Double taxation occurs due to overlapping tax laws and regulations in different countries where an individual or company operates their business.
How is double taxation relieved?
Double taxation is relieved through tax agreements, known as treaties or Double Taxation Avoidance Agreements (DTAA), between the countries involved.
What is the need for Double Tax Avoidance Agreement (DTAA)?
The need for DTAA arises to avoid double taxation and prevent tax evasion when an individual or company conducts business in a foreign country and ends up paying taxes in both the country of income and the country to which the company belongs.
Why is the collection of taxes globally considered improper?
The collection of taxes globally is considered improper because it can lead to double taxation, which creates a burden for individuals or companies operating internationally.
How does DTAA help in preventing tax evasion?
DTAA helps in preventing tax evasion by providing a legal framework for determining tax liabilities and avoiding double taxation, thereby ensuring that companies do not resort to tax evasion methods.
What information does DTAA provide to both countries involved?
DTAA keeps both countries well-informed about the activities of a company in the source country, helping to maintain transparency and prevent tax evasion.

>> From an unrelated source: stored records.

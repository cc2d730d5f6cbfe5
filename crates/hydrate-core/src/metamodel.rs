//! Registry of entity persisters and fetch profiles.
//!
//! The metamodel is built once, validated eagerly and then shared read-only
//! (behind `Arc`) by the session factory and every session.

use std::sync::{Arc, OnceLock};

use indexmap::IndexMap;
use regex::Regex;

use crate::error::{Error, MappingErrorKind, Result};
use crate::fetch::FetchProfile;
use crate::persister::{
    CollectionElement, EntityPersister, EntityPersisterBuilder, ForeignKeyDirection,
    PropertyKind, PropertyMapping,
};
use crate::value::Value;

/// Plain SQL identifier, optionally schema-qualified for table names.
fn column_pattern() -> Option<&'static Regex> {
    static PATTERN: OnceLock<Option<Regex>> = OnceLock::new();
    PATTERN
        .get_or_init(|| Regex::new(r"^[A-Za-z_][A-Za-z0-9_$]*$").ok())
        .as_ref()
}

fn table_pattern() -> Option<&'static Regex> {
    static PATTERN: OnceLock<Option<Regex>> = OnceLock::new();
    PATTERN
        .get_or_init(|| Regex::new(r"^([A-Za-z_][A-Za-z0-9_$]*\.)?[A-Za-z_][A-Za-z0-9_$]*$").ok())
        .as_ref()
}

fn is_valid_column(name: &str) -> bool {
    column_pattern().is_some_and(|re| re.is_match(name))
}

fn is_valid_table(name: &str) -> bool {
    table_pattern().is_some_and(|re| re.is_match(name))
}

/// All persisters and fetch profiles known to a session factory.
#[derive(Debug, Default)]
pub struct Metamodel {
    persisters: IndexMap<String, Arc<EntityPersister>>,
    fetch_profiles: IndexMap<String, FetchProfile>,
}

impl Metamodel {
    pub fn builder() -> MetamodelBuilder {
        MetamodelBuilder::default()
    }

    /// Look up a persister, failing with `UnknownEntity` when absent.
    pub fn persister(&self, entity_name: &str) -> Result<&Arc<EntityPersister>> {
        self.persisters.get(entity_name).ok_or_else(|| {
            Error::mapping(
                MappingErrorKind::UnknownEntity,
                Some(entity_name),
                format!("unknown entity: {entity_name}"),
            )
        })
    }

    pub fn find_persister(&self, entity_name: &str) -> Option<&Arc<EntityPersister>> {
        self.persisters.get(entity_name)
    }

    pub fn persisters(&self) -> impl Iterator<Item = &Arc<EntityPersister>> {
        self.persisters.values()
    }

    pub fn fetch_profile(&self, name: &str) -> Option<&FetchProfile> {
        self.fetch_profiles.get(name)
    }

    pub fn fetch_profiles(&self) -> impl Iterator<Item = &FetchProfile> {
        self.fetch_profiles.values()
    }

    /// The persister of the hierarchy root `persister` belongs to.
    pub fn root_persister(&self, persister: &EntityPersister) -> Result<&Arc<EntityPersister>> {
        self.persister(persister.root_entity_name())
    }

    /// The concrete persister (this one or a subclass) whose discriminator
    /// value equals `value`.
    pub fn subclass_for_discriminator(
        &self,
        persister: &Arc<EntityPersister>,
        value: &Value,
    ) -> Option<Arc<EntityPersister>> {
        let candidates = std::iter::once(persister.entity_name())
            .chain(persister.subclasses().iter().map(String::as_str));
        for name in candidates {
            let Some(candidate) = self.persisters.get(name) else {
                continue;
            };
            if candidate
                .discriminator()
                .is_some_and(|d| d.value.key_eq(value))
            {
                return Some(Arc::clone(candidate));
            }
        }
        None
    }
}

/// Collects persisters and profiles, then validates them together.
#[derive(Debug, Default)]
pub struct MetamodelBuilder {
    entities: Vec<EntityPersisterBuilder>,
    fetch_profiles: Vec<FetchProfile>,
}

impl MetamodelBuilder {
    #[must_use]
    pub fn entity(mut self, persister: EntityPersisterBuilder) -> Self {
        self.entities.push(persister);
        self
    }

    #[must_use]
    pub fn fetch_profile(mut self, profile: FetchProfile) -> Self {
        self.fetch_profiles.push(profile);
        self
    }

    /// Validate and freeze the registry.
    ///
    /// Fails on unknown targets, empty identifiers, malformed names,
    /// foreign keys whose span differs from the referenced identifier, and
    /// fetch profiles naming associations that do not exist.
    #[tracing::instrument(level = "debug", skip(self), fields(entities = self.entities.len()))]
    pub fn build(self) -> Result<Metamodel> {
        let mut versions = Vec::with_capacity(self.entities.len());
        let mut persisters: IndexMap<String, EntityPersister> = IndexMap::new();
        for builder in self.entities {
            versions.push(builder.version_name().map(str::to_string));
            let persister = builder.build();
            if persisters.contains_key(persister.entity_name()) {
                return Err(Error::mapping(
                    MappingErrorKind::UnknownEntity,
                    Some(persister.entity_name()),
                    format!("entity {} registered twice", persister.entity_name()),
                ));
            }
            persisters.insert(persister.entity_name().to_string(), persister);
        }

        for (persister, version) in persisters.values().zip(&versions) {
            if let Some(version) = version {
                if persister.version_index().is_none() {
                    return Err(Error::mapping(
                        MappingErrorKind::UnknownProperty,
                        Some(persister.entity_name()),
                        format!("version property {version} is not mapped"),
                    ));
                }
            }
        }

        resolve_hierarchies(&mut persisters)?;

        for persister in persisters.values() {
            validate_persister(persister, &persisters)?;
        }

        let mut fetch_profiles = IndexMap::new();
        for profile in self.fetch_profiles {
            for fetch in profile.fetches() {
                let owner = persisters.get(&fetch.entity).ok_or_else(|| {
                    Error::mapping(
                        MappingErrorKind::FetchProfile,
                        Some(&fetch.entity),
                        format!(
                            "fetch profile {} refers to unknown entity {}",
                            profile.name(),
                            fetch.entity
                        ),
                    )
                })?;
                if !resolves_to_association(owner.properties(), &fetch.association) {
                    return Err(Error::mapping(
                        MappingErrorKind::FetchProfile,
                        Some(&fetch.entity),
                        format!(
                            "fetch profile {} refers to unknown association {}",
                            profile.name(),
                            fetch.role()
                        ),
                    ));
                }
            }
            fetch_profiles.insert(profile.name().to_string(), profile);
        }

        tracing::debug!(
            persisters = persisters.len(),
            fetch_profiles = fetch_profiles.len(),
            "metamodel built"
        );

        Ok(Metamodel {
            persisters: persisters
                .into_iter()
                .map(|(name, p)| (name, Arc::new(p)))
                .collect(),
            fetch_profiles,
        })
    }
}

/// Fill in root names and transitive subclass lists.
fn resolve_hierarchies(persisters: &mut IndexMap<String, EntityPersister>) -> Result<()> {
    let mut roots = Vec::with_capacity(persisters.len());
    let mut subclasses: IndexMap<String, Vec<String>> = IndexMap::new();

    for persister in persisters.values() {
        let mut current = persister;
        let mut hops = 0;
        while let Some(parent) = current.superclass() {
            current = persisters.get(parent).ok_or_else(|| {
                Error::mapping(
                    MappingErrorKind::UnknownEntity,
                    Some(persister.entity_name()),
                    format!("unknown superclass {parent}"),
                )
            })?;
            subclasses
                .entry(current.entity_name().to_string())
                .or_default()
                .push(persister.entity_name().to_string());
            hops += 1;
            if hops > persisters.len() {
                return Err(Error::mapping(
                    MappingErrorKind::UnknownEntity,
                    Some(persister.entity_name()),
                    "cyclic inheritance hierarchy",
                ));
            }
        }
        roots.push(current.entity_name().to_string());
    }

    for (persister, root) in persisters.values_mut().zip(roots) {
        persister.set_root_entity_name(root);
        if let Some(subs) = subclasses.swap_remove(persister.entity_name()) {
            persister.set_subclasses(subs);
        }
    }
    Ok(())
}

fn validate_persister(
    persister: &EntityPersister,
    all: &IndexMap<String, EntityPersister>,
) -> Result<()> {
    let entity = persister.entity_name();
    if !is_valid_table(persister.table()) {
        return Err(invalid_column(entity, persister.table()));
    }

    let id_columns = persister.identifier_columns();
    if id_columns.is_empty() {
        return Err(Error::mapping(
            MappingErrorKind::IdentifierShape,
            Some(entity),
            "identifier maps no columns",
        ));
    }
    for column in &id_columns {
        if !is_valid_column(column) {
            return Err(invalid_column(entity, column));
        }
    }
    for component in persister.identifier_type().key_many_to_ones() {
        let Some(target_name) = &component.key_many_to_one else {
            continue;
        };
        let target = target_of(entity, target_name, all)?;
        if component.columns.len() != target.identifier_span() {
            return Err(span_mismatch(entity, &component.name, target));
        }
    }

    if let Some(discriminator) = persister.discriminator() {
        if !is_valid_column(&discriminator.column) {
            return Err(invalid_column(entity, &discriminator.column));
        }
    }

    if persister.batch_size() == 0 {
        return Err(Error::mapping(
            MappingErrorKind::BatchSizes,
            Some(entity),
            "batch size must be at least 1",
        ));
    }

    let mut pending: Vec<&PropertyMapping> = persister.properties().iter().collect();
    while let Some(property) = pending.pop() {
        for column in &property.columns {
            if !is_valid_column(column) {
                return Err(invalid_column(entity, column));
            }
        }
        match &property.kind {
            PropertyKind::Basic => {
                if property.columns.is_empty() {
                    return Err(Error::mapping(
                        MappingErrorKind::InvalidColumn,
                        Some(entity),
                        format!("property {} maps no columns", property.name),
                    ));
                }
            }
            PropertyKind::ToOne(to_one) => {
                let target = target_of(entity, &to_one.target_entity, all)?;
                match (to_one.direction, &to_one.mapped_by) {
                    (ForeignKeyDirection::FromParent, _) => {
                        if property.columns.len() != target.identifier_span() {
                            return Err(span_mismatch(entity, &property.name, target));
                        }
                    }
                    (ForeignKeyDirection::ToParent, Some(mapped_by)) => {
                        let owning = target
                            .property_index(mapped_by)
                            .and_then(|i| target.property(i));
                        if owning.is_none_or(|p| p.columns.len() != id_columns.len()) {
                            return Err(Error::mapping(
                                MappingErrorKind::UnknownProperty,
                                Some(entity),
                                format!(
                                    "{}.{} is not a to-one keyed by {entity}",
                                    target.entity_name(),
                                    mapped_by
                                ),
                            ));
                        }
                    }
                    (ForeignKeyDirection::ToParent, None) => {
                        if target.identifier_span() != id_columns.len() {
                            return Err(span_mismatch(entity, &property.name, target));
                        }
                    }
                }
            }
            PropertyKind::Collection(collection) => {
                let target = target_of(entity, collection.element.target_entity(), all)?;
                let keys = collection.element.key_columns();
                if keys.len() != id_columns.len() {
                    return Err(span_mismatch(entity, &property.name, persister));
                }
                for column in keys {
                    if !is_valid_column(column) {
                        return Err(invalid_column(entity, column));
                    }
                }
                if let CollectionElement::ManyToMany {
                    link_table,
                    element_columns,
                    ..
                } = &collection.element
                {
                    if !is_valid_table(link_table) {
                        return Err(invalid_column(entity, link_table));
                    }
                    if element_columns.len() != target.identifier_span() {
                        return Err(span_mismatch(entity, &property.name, target));
                    }
                    for column in element_columns {
                        if !is_valid_column(column) {
                            return Err(invalid_column(entity, column));
                        }
                    }
                }
            }
            PropertyKind::Component(nested) => pending.extend(nested.iter()),
        }
    }
    Ok(())
}

fn target_of<'a>(
    entity: &str,
    target: &str,
    all: &'a IndexMap<String, EntityPersister>,
) -> Result<&'a EntityPersister> {
    all.get(target).ok_or_else(|| {
        Error::mapping(
            MappingErrorKind::UnknownEntity,
            Some(entity),
            format!("association of {entity} targets unknown entity {target}"),
        )
    })
}

fn invalid_column(entity: &str, column: &str) -> Error {
    Error::mapping(
        MappingErrorKind::InvalidColumn,
        Some(entity),
        format!("invalid SQL identifier {column:?}"),
    )
}

fn span_mismatch(entity: &str, property: &str, target: &EntityPersister) -> Error {
    Error::mapping(
        MappingErrorKind::ForeignKeySpan,
        Some(entity),
        format!(
            "foreign key of {entity}.{property} does not match the identifier of {}",
            target.entity_name()
        ),
    )
}

fn resolves_to_association(properties: &[PropertyMapping], path: &str) -> bool {
    let (head, rest) = match path.split_once('.') {
        Some((head, rest)) => (head, Some(rest)),
        None => (path, None),
    };
    let Some(property) = properties.iter().find(|p| p.name == head) else {
        return false;
    };
    match (&property.kind, rest) {
        (PropertyKind::Component(nested), Some(rest)) => resolves_to_association(nested, rest),
        (PropertyKind::ToOne(_) | PropertyKind::Collection(_), None) => true,
        _ => false,
    }
}
//! Batch-size sequences for the padded and legacy loaders.

use hydrate_core::{Error, MappingErrorKind, Result};

/// Sizes up to this step down by one; larger sizes halve, but never below it.
const LINEAR_STEP_LIMIT: usize = 10;

/// The descending sequence of pre-built batch sizes for `max_batch_size`.
///
/// `generate_batch_sizes(30)` is `[30, 15, 10, 9, 8, 7, 6, 5, 4, 3, 2, 1]`.
pub fn generate_batch_sizes(max_batch_size: usize) -> Vec<usize> {
    let mut sizes = Vec::new();
    let mut size = max_batch_size.max(1);
    sizes.push(size);
    while size > 1 {
        size = if size <= LINEAR_STEP_LIMIT {
            size - 1
        } else if size / 2 < LINEAR_STEP_LIMIT {
            LINEAR_STEP_LIMIT
        } else {
            size / 2
        };
        sizes.push(size);
    }
    sizes
}

/// Check that `sizes` starts at `max_batch_size`, ends at 1 and strictly
/// decreases.
pub fn validate_batch_sizes(
    entity_name: &str,
    max_batch_size: usize,
    sizes: &[usize],
) -> Result<()> {
    let invalid = |message: String| {
        Err(Error::mapping(
            MappingErrorKind::BatchSizes,
            Some(entity_name),
            message,
        ))
    };
    match sizes {
        [] => return invalid("batch size sequence is empty".to_string()),
        [first, ..] if *first != max_batch_size => {
            return invalid(format!(
                "batch size sequence must start at the configured maximum {max_batch_size}, not {first}"
            ));
        }
        [.., 1] => {}
        [.., last] => {
            return invalid(format!("batch size sequence must end at 1, not {last}"));
        }
    }
    if let Some(pair) = sizes.windows(2).find(|w| w[0] <= w[1]) {
        return invalid(format!(
            "batch size sequence {sizes:?} is not strictly decreasing at {} -> {}",
            pair[0], pair[1]
        ));
    }
    Ok(())
}
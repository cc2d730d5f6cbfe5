//! JOIN clause types.

use std::fmt;

use crate::alias::qualify;

/// How an association is fetched by a load statement.
#[derive(Debug, Clone, Copy, PartialEq, Eq, Hash, Default)]
pub enum JoinType {
    /// Not joined; fetched later by a separate select (or proxied).
    #[default]
    None,
    Inner,
    LeftOuter,
}

impl JoinType {
    /// Get the SQL keyword for this join type.
    pub const fn as_str(&self) -> Option<&'static str> {
        match self {
            JoinType::None => None,
            JoinType::Inner => Some("inner join"),
            JoinType::LeftOuter => Some("left outer join"),
        }
    }

    pub const fn is_joined(&self) -> bool {
        !matches!(self, JoinType::None)
    }
}

impl fmt::Display for JoinType {
    fn fmt(&self, f: &mut fmt::Formatter<'_>) -> fmt::Result {
        f.write_str(self.as_str().unwrap_or("none"))
    }
}

/// A JOIN clause.
#[derive(Debug, Clone, PartialEq, Eq)]
pub struct Join {
    /// Type of join
    pub join_type: JoinType,
    /// Table to join
    pub table: String,
    /// Table alias
    pub alias: String,
    /// Pairs of (qualified left-hand column, right-hand column)
    pub on: Vec<(String, String)>,
    /// Additional ON restriction (filters), already qualified
    pub condition: Option<String>,
}

impl Join {
    /// Join `table alias` on `lhs_alias.lhs_columns[i] = alias.rhs_columns[i]`.
    pub fn new(
        join_type: JoinType,
        table: impl Into<String>,
        alias: impl Into<String>,
        lhs_alias: &str,
        lhs_columns: &[String],
        rhs_columns: &[String],
    ) -> Self {
        let alias = alias.into();
        let on = lhs_columns
            .iter()
            .zip(rhs_columns)
            .map(|(l, r)| (qualify(lhs_alias, l), qualify(&alias, r)))
            .collect();
        Self {
            join_type,
            table: table.into(),
            alias,
            on,
            condition: None,
        }
    }

    /// Add an extra ON restriction (builder pattern).
    #[must_use]
    pub fn condition(mut self, condition: impl Into<String>) -> Self {
        let condition = condition.into();
        if !condition.is_empty() {
            self.condition = Some(condition);
        }
        self
    }

    /// Generate SQL for this JOIN clause, or nothing for `JoinType::None`.
    pub fn to_sql(&self) -> Option<String> {
        let keyword = self.join_type.as_str()?;
        let mut on: Vec<String> = self.on.iter().map(|(l, r)| format!("{l}={r}")).collect();
        if let Some(condition) = &self.condition {
            on.push(format!("({condition})"));
        }
        Some(format!(
            " {keyword} {} {} on {}",
            self.table,
            self.alias,
            on.join(" and ")
        ))
    }
}

/// Ordered list of joins appended to a FROM clause.
#[derive(Debug, Clone, Default, PartialEq, Eq)]
pub struct JoinFragment {
    joins: Vec<Join>,
}

impl JoinFragment {
    pub fn new() -> Self {
        Self::default()
    }

    pub fn add(&mut self, join: Join) {
        self.joins.push(join);
    }

    pub fn joins(&self) -> &[Join] {
        &self.joins
    }

    pub fn is_empty(&self) -> bool {
        self.joins.is_empty()
    }

    pub fn to_sql(&self) -> String {
        self.joins.iter().filter_map(Join::to_sql).collect()
    }
}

What is the purpose of a Double Taxation Avoidance Agreement?
The purpose of a Double Taxation Avoidance Agreement is to eliminate or reduce the incidence of double taxation, promote international trade and investment, and provide clarity on tax obligations for individuals and businesses operating in multiple countries.
What problems can arise without a Double Taxation Avoidance Agreement?
Without a DTAA, individuals or companies conducting business in multiple countries may face double taxation, resulting in increased costs and potential tax evasion.
How does DTAA benefit individuals and businesses operating internationally?
DTAA benefits individuals and businesses operating internationally by providing relief from double taxation, ensuring fair taxation, promoting cross-border trade and investment, and maintaining transparency in tax matters between countries.